Dr. Khuntia earned undergraduate and medical school degrees from the University of Illinois and completed his residency in Radiation Oncology at the Cleveland Clinic. Prior to moving to the Bay Area, he was an Associate Professor at the University of Wisconsin where he served multiple leadership roles including Residency Director, Director of Radiation Oncology Outreach, and Course Director of Oncology for the Medical School.

Gillies O'Bryan-Tear, MD, MBA

Dr. O’Bryan-Tear is a Fellow of the Faculty of Pharmaceutical Medicine in the UK and Chair of the Policy and Communications Group, Faculty of Pharmaceutical Medicine and a Fellow at the Royal College of Physicians.

Dr. O’Bryan-Tear obtained his MD degree from the Universities of Cambridge and London and trained in internal medicine in the UK. He joined the pharmaceutical industry in 1986 where he has spent 30 years in clinical development, medical management and commercial roles.
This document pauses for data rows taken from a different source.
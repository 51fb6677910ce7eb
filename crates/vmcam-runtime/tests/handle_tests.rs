use std::sync::Arc;
use vmcam_runtime::backends::{EchoRuntime, HandleKind};
use vmcam_runtime::handle;
use vmcam_runtime::ElementType;

#[test]
fn test_handle_releases_on_drop() {
    let runtime = Arc::new(EchoRuntime::new());
    {
        let _device = handle::create_device(&runtime).unwrap();
        assert_eq!(runtime.counts(HandleKind::Device).live(), 1);
    }
    let counts = runtime.counts(HandleKind::Device);
    assert_eq!(counts.created, 1);
    assert_eq!(counts.released, 1);
}

#[test]
fn test_explicit_release_is_not_repeated_on_drop() {
    let runtime = Arc::new(EchoRuntime::new());
    let buffer = handle::create_data_buffer(&runtime, b"program").unwrap();
    buffer.release();

    assert_eq!(runtime.counts(HandleKind::DataBuffer).released, 1);
    assert_eq!(runtime.live_handles(), 0);
}

#[test]
fn test_handle_released_on_early_return() {
    fn build(runtime: &Arc<EchoRuntime>) -> Result<(), vmcam_runtime::RuntimeError> {
        let _ok = handle::create_tensor(runtime, &[0u8; 4], &[1, 1, 4], ElementType::U8)?;
        // Wrong byte count for the shape: fails after the first tensor exists
        let _bad = handle::create_tensor(runtime, &[0u8; 3], &[1, 1, 4], ElementType::U8)?;
        Ok(())
    }

    let runtime = Arc::new(EchoRuntime::new());
    assert!(build(&runtime).is_err());
    let counts = runtime.counts(HandleKind::Tensor);
    assert_eq!(counts.created, 1);
    assert_eq!(counts.released, 1);
}

#[test]
fn test_handle_deref_reaches_runtime_value() {
    let runtime = Arc::new(EchoRuntime::new());
    let tensor = handle::create_tensor(&runtime, &[1, 2, 3, 4], &[1, 1, 4], ElementType::U8).unwrap();
    use vmcam_runtime::Runtime;
    assert_eq!(runtime.tensor_shape(&tensor), vec![1, 1, 4]);
    assert_eq!(runtime.to_flat_array(&tensor).unwrap(), vec![1, 2, 3, 4]);
}
/// Converts YUYV (YUV 4:2:2) pixel data to RGB.
///
/// YUYV packs as `[Y0, U, Y1, V, ...]`, each pair of pixels sharing U and V.
/// Uses BT.601 coefficients:
/// - R = Y + 1.402 * (V - 128)
/// - G = Y - 0.344 * (U - 128) - 0.714 * (V - 128)
/// - B = Y + 1.772 * (U - 128)
///
/// Returns `None` if `data` is shorter than `width * height * 2` bytes.
pub fn yuyv_to_rgb(data: &[u8], width: u32, height: u32) -> Option<Vec<u8>> {
    let pixel_count = (width as usize) * (height as usize);
    let expected_len = pixel_count * 2;
    if data.len() < expected_len {
        return None;
    }

    let mut rgb = Vec::with_capacity(pixel_count * 3);

    for chunk in data[..expected_len].chunks_exact(4) {
        let u = chunk[1] as f32 - 128.0;
        let v = chunk[3] as f32 - 128.0;

        for y in [chunk[0] as f32, chunk[2] as f32] {
            let r = (y + 1.402 * v).clamp(0.0, 255.0) as u8;
            let g = (y - 0.344 * u - 0.714 * v).clamp(0.0, 255.0) as u8;
            let b = (y + 1.772 * u).clamp(0.0, 255.0) as u8;
            rgb.extend_from_slice(&[r, g, b]);
        }
    }

    Some(rgb)
}

/// Expands packed RGB to RGBA with an opaque alpha channel.
///
/// Trailing bytes that do not form a whole pixel are ignored.
pub fn rgb_to_rgba(rgb: &[u8]) -> Vec<u8> {
    let mut rgba = Vec::with_capacity(rgb.len() / 3 * 4);
    for px in rgb.chunks_exact(3) {
        rgba.extend_from_slice(&[px[0], px[1], px[2], 255]);
    }
    rgba
}

#[cfg(test)]
mod tests {
    use super::*;

    #[test]
    fn test_yuyv_neutral_chroma_is_gray() {
        // U = V = 128 leaves only luma
        let rgb = yuyv_to_rgb(&[50, 128, 200, 128], 2, 1).unwrap();
        assert_eq!(rgb, vec![50, 50, 50, 200, 200, 200]);
    }

    #[test]
    fn test_yuyv_short_buffer() {
        assert!(yuyv_to_rgb(&[0; 6], 2, 2).is_none());
    }

    #[test]
    fn test_rgb_to_rgba_sets_opaque_alpha() {
        assert_eq!(rgb_to_rgba(&[1, 2, 3, 4, 5, 6]), vec![1, 2, 3, 255, 4, 5, 6, 255]);
    }
}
He has held senior leadership roles in large and small pharmaceutical and biotechnology companies in both the US and Europe and has been involved in multiple product approvals. In 2009 he became Chief Medical Officer of Algeta ASA, a listed Norwegian biotechnology company developing a radiopharmaceutical for prostate cancer, which was launched worldwide in 2013. Since 2014, Dr. O’Bryan-Tear has been a retained adviser to a number of US and European biotechnology companies.

Oliver Sartor, MD

Dr. Sartor is a medical oncologist with a special focus on prostate cancer over the past 28 years, and is the Laborde Professor for Cancer Research, Medical Director of the Tulane Cancer Center, and Assistant Dean for Oncology at Tulane University School of Medicine in New Orleans.

Dr. Sartor has published over 300 peer-reviewed publications and has over 20,000 citations. He has lectured widely, giving lectures on prostate cancer in 34 countries. Dr. Sartor has been a primary investigator (PI) or co-PI on multiple national and international advanced prostate cancer trials including those pivotal trial for FDA approval with samarium-153 EDTMP, cabazitaxel, and radium-223. In addition, he is currently Medical Oncology Chair of the NRG GU committee, a member of the Board of Scientific Counselors (Clinical and Epidemiology) at the National Cancer Institute, and Editor-in-Chief of the journal Clinical Genitourinary Cancer, published by Elsevier. Previously he served as Chairman of the Prostate Cancer Integration Panel for the U.S. Department of Defense. He has been Chair of five Data Monitoring Committees for Phase 3 trials that lead to FDA approval. He has served on numerous guideline and consensus committees over the years.

Geoffrey Shapiro, MD, PhD

Dr. Shapiro is Professor of Medicine at the Dana-Farber Cancer Institute, where he is Director of the Early Drug Development Center, Clinical Director of the Center for DNA Damage and Repair and co-Leader of the Dana-Farber/Harvard Cancer Center Program in Developmental Therapeutics. He is a recognized leader in Phase 1 anti-cancer drug development, where he has focused on translational and clinical research of inhibitors of the cancer cell cycle, signal transduction and DNA repair. His findings have informed the development of these agents as monotherapies and have translated into mechanistically based combinatorial strategies.